From: Ma Ling <[email protected]>
Hi ALL,
Wire-latency(RC delay) dominate modern computer performance,
conventional serialized works cause cache line ping-pong seriously,
the process spend lots of time and power to complete.
specially on multi-core platform.
However if the serialized works are sent to one core and executed
when lock contention happens, that can save much time and power,
because all shared data are located in private cache of one core.

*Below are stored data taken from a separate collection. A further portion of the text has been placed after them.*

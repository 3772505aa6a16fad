use std::cell::RefCell;
use std::rc::Rc;

use crate::binding::Binding;
use crate::effect::{CommitPhase, Effect};
use crate::error::{Error, Result};
use crate::part::Part;
use crate::tree::{HostTree, NodeId};
use crate::updater::Updater;
use crate::value::Value;

/// `None` and `false` remove the attribute, `true` sets it empty, other
/// primitives set their text form.
pub struct AttributeBinding {
    part: Part,
    node: NodeId,
    value: Value,
    attached: bool,
    state: Rc<RefCell<AttributeState>>,
}

struct AttributeState {
    node: NodeId,
    name: Rc<str>,
    pending: Option<String>,
    dirty: bool,
}

fn render(value: &Value) -> Result<Option<String>> {
    match value {
        Value::None | Value::Bool(false) => Ok(None),
        Value::Bool(true) => Ok(Some(String::new())),
        Value::Int(_) | Value::Float(_) | Value::Str(_) => Ok(value.to_text()),
        Value::List(_) | Value::Record(_) | Value::Directive(_) => Err(Error::ValueShape {
            binding: "attribute",
            expected: "a primitive value",
        }),
    }
}

impl AttributeBinding {
    pub fn new(value: Value, part: Part) -> Result<Self> {
        let Part::Attribute { node, name } = &part else {
            return Err(Error::PartMismatch {
                directive: "attribute",
                part: part.kind(),
            });
        };
        render(&value)?;
        let state = AttributeState {
            node: *node,
            name: name.clone(),
            pending: None,
            dirty: false,
        };
        Ok(Self {
            node: *node,
            part,
            value,
            attached: false,
            state: Rc::new(RefCell::new(state)),
        })
    }

    fn schedule(&self, pending: Option<String>, updater: &Updater) {
        let mut state = self.state.borrow_mut();
        state.pending = pending;
        if !state.dirty {
            state.dirty = true;
            updater.enqueue_mutation_effect(Box::new(AttributeCommit(self.state.clone())));
        }
    }
}

impl Binding for AttributeBinding {
    fn part(&self) -> &Part {
        &self.part
    }

    fn value(&self) -> &Value {
        &self.value
    }

    fn start_node(&self) -> NodeId {
        self.node
    }

    fn end_node(&self) -> NodeId {
        self.node
    }

    fn connect(&mut self, updater: &Updater) -> Result<()> {
        if self.attached {
            return Ok(());
        }
        self.attached = true;
        self.schedule(render(&self.value)?, updater);
        Ok(())
    }

    fn bind(&mut self, value: Value, updater: &Updater) -> Result<()> {
        if self.attached && value.same(&self.value) {
            return Ok(());
        }
        let pending = render(&value)?;
        self.value = value;
        self.attached = true;
        self.schedule(pending, updater);
        Ok(())
    }

    fn unbind(&mut self, updater: &Updater) {
        if self.attached {
            self.attached = false;
            self.schedule(None, updater);
        }
    }

    fn disconnect(&mut self) {
        self.attached = false;
    }
}

struct AttributeCommit(Rc<RefCell<AttributeState>>);

impl Effect for AttributeCommit {
    fn commit(self: Box<Self>, _phase: CommitPhase, host: &mut HostTree) -> Result<()> {
        let mut state = self.0.borrow_mut();
        state.dirty = false;
        match state.pending.take() {
            Some(value) => host.set_attribute(state.node, &state.name, value)?,
            None => host.remove_attribute(state.node, &state.name)?,
        }
        Ok(())
    }
}
use std::cell::RefCell;
use std::rc::Rc;

use crate::binding::Binding;
use crate::effect::{CommitPhase, Effect};
use crate::error::{Error, Result};
use crate::part::Part;
use crate::tree::{HostTree, NodeId};
use crate::updater::Updater;
use crate::value::Value;

/// Primitive content of a child-node part, rendered as one text node.
pub struct TextBinding {
    part: Part,
    anchor: NodeId,
    value: Value,
    attached: bool,
    state: Rc<RefCell<TextState>>,
}

struct TextState {
    anchor: NodeId,
    node: Option<NodeId>,
    /// `None` means detached.
    content: Option<String>,
    dirty: bool,
    /// Disconnected: a pending commit only ever removes the node.
    disposed: bool,
}

impl TextBinding {
    pub fn new(value: Value, part: Part) -> Result<Self> {
        let Part::ChildNode { anchor } = part else {
            return Err(Error::PartMismatch {
                directive: "text",
                part: part.kind(),
            });
        };
        text_of(&value)?;
        Ok(Self {
            part,
            anchor,
            value,
            attached: false,
            state: Rc::new(RefCell::new(TextState {
                anchor,
                node: None,
                content: None,
                dirty: false,
                disposed: false,
            })),
        })
    }

    fn schedule(&self, content: Option<String>, updater: &Updater) {
        let mut state = self.state.borrow_mut();
        state.content = content;
        if !state.dirty {
            state.dirty = true;
            updater.enqueue_mutation_effect(Box::new(TextCommit(self.state.clone())));
        }
    }
}

fn text_of(value: &Value) -> Result<String> {
    value.to_text().ok_or(Error::ValueShape {
        binding: "text",
        expected: "a primitive value",
    })
}

impl Binding for TextBinding {
    fn part(&self) -> &Part {
        &self.part
    }

    fn value(&self) -> &Value {
        &self.value
    }

    fn start_node(&self) -> NodeId {
        self.state.borrow().node.unwrap_or(self.anchor)
    }

    fn end_node(&self) -> NodeId {
        self.start_node()
    }

    fn connect(&mut self, updater: &Updater) -> Result<()> {
        if self.attached {
            return Ok(());
        }
        self.attached = true;
        self.schedule(Some(text_of(&self.value)?), updater);
        Ok(())
    }

    fn bind(&mut self, value: Value, updater: &Updater) -> Result<()> {
        if self.attached && value.same(&self.value) {
            return Ok(());
        }
        let text = text_of(&value)?;
        self.value = value;
        self.attached = true;
        self.schedule(Some(text), updater);
        Ok(())
    }

    fn unbind(&mut self, updater: &Updater) {
        if self.attached {
            self.attached = false;
            self.schedule(None, updater);
        }
    }

    fn disconnect(&mut self) {
        self.attached = false;
        self.state.borrow_mut().disposed = true;
    }
}

struct TextCommit(Rc<RefCell<TextState>>);

impl Effect for TextCommit {
    fn commit(self: Box<Self>, _phase: CommitPhase, host: &mut HostTree) -> Result<()> {
        let mut state = self.0.borrow_mut();
        state.dirty = false;
        let content = if state.disposed { None } else { state.content.clone() };
        match (content, state.node) {
            (Some(text), Some(node)) => host.set_text(node, text)?,
            (Some(text), None) => {
                let node = host.create_text(text);
                host.insert_before(node, state.anchor)?;
                state.node = Some(node);
            }
            // The node is never reused, so it is freed rather than unlinked.
            // An enclosing range may have been freed first.
            (None, Some(node)) => {
                if host.contains(node) {
                    host.destroy(node)?;
                }
                state.node = None;
            }
            (None, None) => {}
        }
        Ok(())
    }
}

We call the mechanism as Acceleration from Lock Integration
(ali spinlock)
Usually when requests are queued, we have to wait work to submit
one bye one, in order to improve the whole throughput further,
we introduce LOCK_FREE. So when requests are sent to lock owner,
requester may do other works in parallelism, then ali_spin_is_completed
function could tell us whether the work has been completed.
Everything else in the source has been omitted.